La proposition de loi portée par La France insoumise pour nationaliser ArcelorMittal France a été rejetée par le Sénat ce 25 février 2026, par 227 voix contre 112. Adopté à l’Assemblée nationale, le 27 novembre 2025, ce texte intervenait quatre mois après l’échec, au sein de la Haute Assemblée, d’une initiative similaire déposée par la sénatrice communiste Cécile Cukierman.

Représenté dans l’hémicycle par le ministre de l’Industrie, le gouvernement a fermement rejeté l’idée d’une nationalisation des actifs français d’ArcelorMittal, qualifiée de "leurre". Pour Sébastien Martin, "la situation grave de la sidérurgie" exige des "réponses sérieuses", plutôt qu’"un texte d’affichage", a ainsi souligné le ministre, réaffirmant son opposition à la proposition de loi. Il voit au contraire dans l’annonce faite le 10 février 2026 par le groupe ArcelorMittal - un investissement de 1,3 milliard d’euros à Dunkerque pour installer un four à arc électrique destiné à produire de l’acier décarboné - "un signe de confiance" du groupe sidérurgique.

Même tonalité du côté du rapporteur de la commission des finances, Arnaud Bazin (Les Républicains), pour qui "la nationalisation d’ArcelorMittal ne résoudrait rien" et risquerait même de créer de nouveaux problèmes. La filière européenne de l’acier est confrontée à une crise structurelle, marquée par une baisse de la demande en Europe (-11% entre 2019 et 2024) et, simultanément, par une superproduction mondiale estimée à 639 millions de tonnes en 2025. 

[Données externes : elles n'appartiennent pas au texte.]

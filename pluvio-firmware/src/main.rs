//! Pluvio - Rain Sensor LoRa Bridge Firmware
//!
//! Bridge-side binary for RP2040-based boards: drives the E32 modem link,
//! counts rain gauge pulses, and reports peer telemetry on the console.
//!
//! Named after the Latin "pluvia" (rain) - the sensor end of the link
//! counts rain gauge bucket tips and reports them over the radio.

#![no_std]
#![no_main]

use defmt::*;
use embassy_executor::Spawner;
use embassy_rp::bind_interrupts;
use embassy_rp::gpio::{Input, Level, Output, Pull};
use embassy_rp::peripherals::UART0;
use embassy_rp::uart::{BufferedInterruptHandler, Config as UartConfig, Uart};
use static_cell::StaticCell;
use {defmt_rtt as _, panic_probe as _};

use crate::e32::E32Link;

mod channels;
mod e32;
mod tasks;

bind_interrupts!(struct Irqs {
    UART0_IRQ => BufferedInterruptHandler<UART0>;
});

// Static cells for UART buffers (must live forever)
static TX_BUF: StaticCell<[u8; 256]> = StaticCell::new();
static RX_BUF: StaticCell<[u8; 256]> = StaticCell::new();

/// Main entry point
#[embassy_executor::main]
async fn main(spawner: Spawner) {
    info!("Pluvio firmware starting...");

    let p = embassy_rp::init(Default::default());
    info!("Peripherals initialized");

    // Setup UART for the E32 modem: 9600 8N1, its transparent-mode rate
    let uart_config = {
        let mut cfg = UartConfig::default();
        cfg.baudrate = 9600;
        cfg
    };

    let tx_buf = TX_BUF.init([0u8; 256]);
    let rx_buf = RX_BUF.init([0u8; 256]);

    let uart = Uart::new_blocking(p.UART0, p.PIN_12, p.PIN_13, uart_config);
    let uart = uart.into_buffered(Irqs, tx_buf, rx_buf);
    let (tx, rx) = uart.split();

    // E32 mode pins: M0/M1 select the operating mode, AUX reports ready
    let m0 = Output::new(p.PIN_10, Level::Low);
    let m1 = Output::new(p.PIN_11, Level::Low);
    let aux = Input::new(p.PIN_14, Pull::Up);

    let mut link = E32Link::new(tx, rx, aux, m0, m1);
    link.enter_normal_mode().await;
    info!("E32 modem in transparent mode");

    // Rain gauge hall sensor input
    let pulse_pin = Input::new(p.PIN_8, Pull::Up);

    // Spawn tasks
    spawner.spawn(tasks::pulse_task(pulse_pin)).unwrap();
    spawner.spawn(tasks::link_task(link)).unwrap();
    spawner.spawn(tasks::report_task()).unwrap();

    info!("All tasks spawned, firmware running");

    // Main task has nothing else to do - all work happens in spawned tasks
    loop {
        embassy_time::Timer::after_secs(60).await;
        trace!("Main loop heartbeat");
    }
}
//! Event cycling for outgoing telemetry
//!
//! Rotates through a fixed list of event codes on a wall-clock interval.
//! One poll per main-loop iteration; polling never blocks.

use heapless::Vec;

use pluvio_protocol::EventCode;

/// Maximum events in one cycle list
pub const MAX_CYCLE_EVENTS: usize = 8;

/// Selects the event code for the next outgoing telemetry frame.
pub struct EventCycler {
    events: Vec<EventCode, MAX_CYCLE_EVENTS>,
    index: usize,
    switch_interval_ms: u64,
    last_switch_ms: u64,
}

impl EventCycler {
    /// Create a cycler over `events`, advancing every `switch_interval_s`.
    ///
    /// At most [`MAX_CYCLE_EVENTS`] are kept. An empty list falls back to
    /// `ResumeSleep` so `current` always has an answer.
    pub fn new(events: &[EventCode], switch_interval_s: u32) -> Self {
        let mut list = Vec::new();
        for &event in events.iter().take(MAX_CYCLE_EVENTS) {
            let _ = list.push(event);
        }
        if list.is_empty() {
            let _ = list.push(EventCode::ResumeSleep);
        }
        Self {
            events: list,
            index: 0,
            switch_interval_ms: u64::from(switch_interval_s) * 1000,
            last_switch_ms: 0,
        }
    }

    /// Event currently selected for outgoing telemetry.
    pub fn current(&self) -> EventCode {
        self.events[self.index]
    }

    /// Advance one position, modulo the list length, when the switch
    /// interval has elapsed; return the selected event.
    pub fn poll(&mut self, now_ms: u64) -> EventCode {
        if now_ms.saturating_sub(self.last_switch_ms) >= self.switch_interval_ms {
            self.index = (self.index + 1) % self.events.len();
            self.last_switch_ms = now_ms;
        }
        self.current()
    }
}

Miser plutôt sur les mesures de protection européennes

Cette conjoncture s’est traduite par des restructurations touchant de nombreux sites, dont ceux d’ArcelorMittal France. Après un premier plan social supprimant 608 postes sur 40 sites, un second est envisagé pour 2026. "L’inquiétude des salariés est légitime, mais la nationalisation ne leur offrira pas de véritables perspectives. Apporter des solutions d’avenir, ce n’est pas changer d’actionnaires", a insisté le ministre de l'Industrie.

Pour l’exécutif, la réponse passe d’abord par les instruments européens récemment renforcés par la Commission : durcissement des mesures de sauvegarde sur les importations d’acier et mise en œuvre du mécanisme d’ajustement carbone aux frontières, effectif depuis le 1er janvier. Une stratégie jugée insuffisante par le sénateur socialiste Rémi Féraud, qui estime que "s’en remettre uniquement à l’Union européenne" ne garantit pas l’efficacité. Et celui-ci de plaider pour conditionner les aides publiques à des engagements contraignants en matière d’emploi, d'investissement et de décarbonation, voire pour une gestion publique temporaire des sites d'ArcelorMittal, sans exclure l’option d’une nationalisation.